La versión de Bieito de Parsifal, de aires cinematográficos, está ambientada en un futuro en el que un cataclismo ha destruido el planeta dejando la tierra contaminada y llena de cenizas y a los supervivientes convertidos en seres deshumanizados de instintos primarios y destructores que no dudan en practicar el canibalismo para sobrevivir. El decorado reproduce una autopista hundida bajo la que viven seres con deformidades físicas y anímicas en busca de un dios que les redima.

El joven e inocente Parsifal del libreto de Wagner, el inconciente puro que salvará a los custodios del Grial, deviene en la versión del director de escena español en un salvaje, que como el resto de los humanos que quedan, sobrevive depredando.
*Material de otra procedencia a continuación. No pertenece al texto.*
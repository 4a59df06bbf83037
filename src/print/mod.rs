//! Dialect-aware pretty-printing of the canonical tree.
//!
//! Printing is a pure function of `(tree, dialect)`: post-order structural
//! recursion, no external state, never failing on a tree that satisfies the
//! node model's invariants. The one construction-contract violation —
//! superset-only redirection forms printed for the POSIX dialect — panics
//! rather than silently coercing.

pub(crate) mod command;
pub(crate) mod redirect;
pub(crate) mod word;

use crate::ast::AstNode;

/// The dialect source text is generated for.
#[derive(Debug, Clone, Copy, PartialEq, Eq)]
pub enum Dialect {
    /// The POSIX-style baseline grammar.
    Posix,
    /// The bash-style superset grammar.
    Bash,
}

/// Renders a canonical tree as source text for the requested dialect.
pub fn pretty(node: &AstNode, dialect: Dialect) -> String {
    command::print_node(node, dialect)
}

impl AstNode {
    /// Renders this node as source text for the requested dialect.
    pub fn pretty(&self, dialect: Dialect) -> String {
        pretty(self, dialect)
    }
}
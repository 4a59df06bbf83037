//! Import error contracts.

use std::fmt;

use thiserror::Error;

/// Stable import error categories.
#[derive(Debug, Clone, Copy, PartialEq, Eq, Error)]
pub enum ImportErrorKind {
    /// The input value does not match the expected shape for its dialect:
    /// unknown tag, missing field, or mistyped field.
    #[error("schema mismatch")]
    Schema,
    /// A recognized construct has no reconciling mapping in the canonical
    /// tree.
    #[error("unsupported construct")]
    UnsupportedConstruct,
    /// The input tree is nested deeper than the configured bound.
    #[error("depth limit exceeded")]
    DepthExceeded,
}

/// Import error payload.
///
/// The path names the offending node from the root so a failing conversion
/// is diagnosable without re-walking the input by hand.
#[derive(Debug, Clone, PartialEq, Eq, Error)]
#[error("{kind} at {path}: {message}")]
pub struct ImportError {
    /// Error category.
    pub kind: ImportErrorKind,
    /// Path from the input root to the offending node.
    pub path: NodePath,
    /// Human-readable error summary.
    pub message: String,
}

impl ImportError {
    /// Creates an import error.
    pub fn new(kind: ImportErrorKind, path: NodePath, message: impl Into<String>) -> Self {
        Self {
            kind,
            path,
            message: message.into(),
        }
    }

    /// Creates a `Schema` error.
    pub fn schema(path: NodePath, message: impl Into<String>) -> Self {
        Self::new(ImportErrorKind::Schema, path, message)
    }

    /// Creates an `UnsupportedConstruct` error.
    pub fn unsupported(path: NodePath, message: impl Into<String>) -> Self {
        Self::new(ImportErrorKind::UnsupportedConstruct, path, message)
    }

    /// Creates a `DepthExceeded` error.
    pub fn depth_exceeded(path: NodePath, limit: usize) -> Self {
        Self::new(
            ImportErrorKind::DepthExceeded,
            path,
            format!("input nesting exceeds the configured bound of {limit}"),
        )
    }
}

/// One step of a [`NodePath`].
#[derive(Debug, Clone, PartialEq, Eq)]
pub enum PathSegment {
    /// Descent through a tagged node.
    Tag(String),
    /// Descent through a named field.
    Field(&'static str),
    /// Descent through an array element.
    Index(usize),
}

/// Path from the input root to a node, rendered like `$.If.cond[2]`.
#[derive(Debug, Clone, PartialEq, Eq, Default)]
pub struct NodePath {
    segments: Vec<PathSegment>,
}

impl NodePath {
    /// The root path.
    pub fn root() -> Self {
        Self::default()
    }

    /// Returns a copy of this path extended by one segment.
    pub fn child(&self, segment: PathSegment) -> Self {
        let mut segments = self.segments.clone();
        segments.push(segment);
        Self { segments }
    }

    /// The path's segments, root first.
    pub fn segments(&self) -> &[PathSegment] {
        &self.segments
    }
}

impl fmt::Display for NodePath {
    fn fmt(&self, f: &mut fmt::Formatter<'_>) -> fmt::Result {
        write!(f, "$")?;
        for segment in &self.segments {
            match segment {
                PathSegment::Tag(tag) => write!(f, ".{tag}")?,
                PathSegment::Field(name) => write!(f, ".{name}")?,
                PathSegment::Index(i) => write!(f, "[{i}]")?,
            }
        }
        Ok(())
    }
}
//! Redirection contracts shared by both importers and the printer.

use serde::{Deserialize, Serialize};

use crate::ast::Word;

/// The file descriptor a redirection applies to.
#[derive(Debug, Clone, PartialEq, Eq, Serialize, Deserialize)]
pub enum FdSpec {
    /// A concrete descriptor number, e.g. the `2` in `2>err.log`.
    Fixed(u32),
    /// A descriptor variable, e.g. the `fd` in `exec {fd}>log.txt`.
    ///
    /// Only the superset front end produces this form; the shell assigns
    /// the opened descriptor number to the named variable at runtime.
    Var(String),
}

/// A redirection attached to a command.
#[derive(Debug, Clone, PartialEq, Eq, Serialize, Deserialize)]
pub enum Redirect {
    /// Redirection to or from a file target.
    File(FileRedir),
    /// Descriptor duplication (`n>&m`, `n<&m`).
    Dup(DupRedir),
    /// Here-document.
    Heredoc(HeredocRedir),
    /// Superset-only single-argument forms (`>&-`, `&>`, `&>>`).
    SingleArg(SingleArgRedir),
}

impl Redirect {
    /// Whether this redirection is a here-document.
    pub fn is_heredoc(&self) -> bool {
        matches!(self, Redirect::Heredoc(_))
    }
}

/// File redirection operators.
#[derive(Debug, Clone, Copy, PartialEq, Eq, Serialize, Deserialize)]
pub enum FileRedirKind {
    /// `> target`
    To,
    /// `>| target`
    Clobber,
    /// `< target`
    From,
    /// `<> target`
    FromTo,
    /// `>> target`
    Append,
    /// `<<< target` — here-string; superset-only.
    HereString,
}

impl FileRedirKind {
    /// The descriptor implied when the source omits one.
    pub fn default_fd(self) -> u32 {
        match self {
            FileRedirKind::To | FileRedirKind::Clobber | FileRedirKind::Append => 1,
            FileRedirKind::From | FileRedirKind::FromTo | FileRedirKind::HereString => 0,
        }
    }
}

/// Redirection to or from a file (or inline string) target.
#[derive(Debug, Clone, PartialEq, Eq, Serialize, Deserialize)]
pub struct FileRedir {
    /// Operator.
    pub kind: FileRedirKind,
    /// Descriptor being redirected.
    pub fd: FdSpec,
    /// Target word (filename, or the string for `HereString`).
    pub target: Word,
}

/// Duplication direction.
#[derive(Debug, Clone, Copy, PartialEq, Eq, Serialize, Deserialize)]
pub enum DupKind {
    /// `n>&target`
    ToFd,
    /// `n<&target`
    FromFd,
}

impl DupKind {
    /// The descriptor implied when the source omits one.
    pub fn default_fd(self) -> u32 {
        match self {
            DupKind::ToFd => 1,
            DupKind::FromFd => 0,
        }
    }
}

/// What a duplication points at.
#[derive(Debug, Clone, PartialEq, Eq, Serialize, Deserialize)]
pub enum DupTarget {
    /// A concrete descriptor, `2>&1`.
    Fd(u32),
    /// A word evaluated at runtime, `2>&$fd`.
    Word(Word),
}

/// Descriptor duplication.
#[derive(Debug, Clone, PartialEq, Eq, Serialize, Deserialize)]
pub struct DupRedir {
    /// Direction.
    pub kind: DupKind,
    /// Descriptor being duplicated onto.
    pub fd: FdSpec,
    /// Duplication source.
    pub target: DupTarget,
    /// Move form (`2>&3-`): the source descriptor is closed afterwards.
    pub move_fd: bool,
}

/// Here-document flavor.
#[derive(Debug, Clone, Copy, PartialEq, Eq, Serialize, Deserialize)]
pub enum HeredocKind {
    /// Quoted delimiter: the body is taken literally.
    Here,
    /// Unquoted delimiter: the body undergoes expansion.
    XHere,
}

/// A here-document.
#[derive(Debug, Clone, PartialEq, Eq, Serialize, Deserialize)]
pub struct HeredocRedir {
    /// Flavor.
    pub kind: HeredocKind,
    /// Descriptor the body is fed into.
    pub fd: FdSpec,
    /// Body content.
    pub body: Word,
    /// `<<-` form: leading tabs are stripped.
    pub strip_tabs: bool,
    /// Delimiter from the source; `None` makes the printer synthesize one.
    pub delim: Option<String>,
}

/// Superset-only redirections that take a single operand.
#[derive(Debug, Clone, PartialEq, Eq, Serialize, Deserialize)]
pub enum SingleArgRedir {
    /// `n>&-`: close the descriptor.
    CloseThis {
        /// Descriptor to close.
        fd: FdSpec,
    },
    /// `&> target`: stdout and stderr to a file.
    ErrAndOut {
        /// Target filename word.
        target: Word,
    },
    /// `&>> target`: stdout and stderr appended to a file.
    AppendErrAndOut {
        /// Target filename word.
        target: Word,
    },
}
Su encuentro con Gurnemanz, el caballero del Grial convertido aquí en un capellán que no duda de matar a un niño para dar de comer a los suyos, le introducirá en la defensa de la fe suministrándole droga. El alucinado viaje que emprende Parsifal le llevará en el último acto convertirse el redentor de todos los creyentes, sea cual sea su fe o religión, desde el cristianismo, al budismo, pasando por el judaísmo o los wagnerianos.

La innovadora contundente propuesta de Bieito provocó no pocos comentarios ingeniosos entre el público durante el primer entreacto. Entre ellos el de si Wolfgang Wagner, nieto del compositor que ayer hizo una semana que falleció, haría una propuesta similar si ahora volviera dirigir escénicamente el testamento musical de su abuelo. Comentarios sólo en los entreactos, porque durante la representación no se escuchó ningún reproche al director de escena español, quien en enero de 2008 hizo su debut, también en la Ópera de Stuttgart, en el mundo de Wagner dirigiendo El holandés errante.